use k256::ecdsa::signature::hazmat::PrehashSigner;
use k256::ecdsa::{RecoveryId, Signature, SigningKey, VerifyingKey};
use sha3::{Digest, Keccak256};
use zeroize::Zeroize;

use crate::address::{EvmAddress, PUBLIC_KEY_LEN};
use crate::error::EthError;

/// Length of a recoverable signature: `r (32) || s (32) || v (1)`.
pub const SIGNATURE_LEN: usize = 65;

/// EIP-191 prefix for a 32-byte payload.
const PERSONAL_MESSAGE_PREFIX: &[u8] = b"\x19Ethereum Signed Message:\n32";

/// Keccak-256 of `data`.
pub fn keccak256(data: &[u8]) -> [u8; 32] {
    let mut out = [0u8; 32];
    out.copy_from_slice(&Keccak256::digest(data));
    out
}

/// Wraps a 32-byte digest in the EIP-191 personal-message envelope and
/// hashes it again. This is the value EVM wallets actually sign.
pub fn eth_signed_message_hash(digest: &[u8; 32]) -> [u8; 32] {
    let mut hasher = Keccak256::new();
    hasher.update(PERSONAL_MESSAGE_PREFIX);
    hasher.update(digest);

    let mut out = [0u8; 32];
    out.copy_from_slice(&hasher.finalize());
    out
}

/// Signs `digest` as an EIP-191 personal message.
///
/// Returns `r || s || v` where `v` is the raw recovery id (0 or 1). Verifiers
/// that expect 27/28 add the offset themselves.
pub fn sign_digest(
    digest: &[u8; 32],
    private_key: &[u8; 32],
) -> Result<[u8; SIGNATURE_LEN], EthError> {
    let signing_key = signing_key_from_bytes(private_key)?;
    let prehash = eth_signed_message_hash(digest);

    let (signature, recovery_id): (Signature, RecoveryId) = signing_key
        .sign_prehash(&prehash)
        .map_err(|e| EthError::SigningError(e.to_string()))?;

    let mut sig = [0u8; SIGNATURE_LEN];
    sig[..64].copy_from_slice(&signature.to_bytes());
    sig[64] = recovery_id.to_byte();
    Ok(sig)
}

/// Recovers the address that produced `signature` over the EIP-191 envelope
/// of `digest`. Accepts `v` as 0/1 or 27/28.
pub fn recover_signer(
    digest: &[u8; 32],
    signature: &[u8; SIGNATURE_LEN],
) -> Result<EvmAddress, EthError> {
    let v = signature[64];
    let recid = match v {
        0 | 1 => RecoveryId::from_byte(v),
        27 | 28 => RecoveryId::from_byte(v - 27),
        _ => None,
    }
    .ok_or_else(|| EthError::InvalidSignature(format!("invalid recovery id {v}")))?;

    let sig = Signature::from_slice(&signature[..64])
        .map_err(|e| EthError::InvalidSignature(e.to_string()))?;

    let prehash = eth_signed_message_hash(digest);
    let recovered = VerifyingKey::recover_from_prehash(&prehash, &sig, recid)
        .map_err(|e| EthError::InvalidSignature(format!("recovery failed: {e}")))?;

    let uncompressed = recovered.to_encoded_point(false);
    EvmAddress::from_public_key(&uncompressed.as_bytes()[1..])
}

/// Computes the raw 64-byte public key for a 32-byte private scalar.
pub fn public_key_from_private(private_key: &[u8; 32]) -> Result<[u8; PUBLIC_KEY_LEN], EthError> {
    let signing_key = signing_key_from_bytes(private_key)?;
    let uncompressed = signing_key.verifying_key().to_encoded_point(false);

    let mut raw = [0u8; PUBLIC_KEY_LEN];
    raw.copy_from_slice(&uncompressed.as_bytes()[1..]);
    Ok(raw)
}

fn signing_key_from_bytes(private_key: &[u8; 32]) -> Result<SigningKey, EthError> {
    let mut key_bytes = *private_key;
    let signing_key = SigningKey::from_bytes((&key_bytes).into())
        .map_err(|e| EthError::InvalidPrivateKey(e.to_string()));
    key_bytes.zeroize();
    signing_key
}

————

> WHAT YOU NEED TO DO
Only lines holding the string "hasher" are wanted; gather each one from the entries above.

> ANSWER AREA
    let mut hasher = Keccak256::new();
    hasher.update(PERSONAL_MESSAGE_PREFIX);
    hasher.update(digest);
    out.copy_from_slice(&hasher.finalize());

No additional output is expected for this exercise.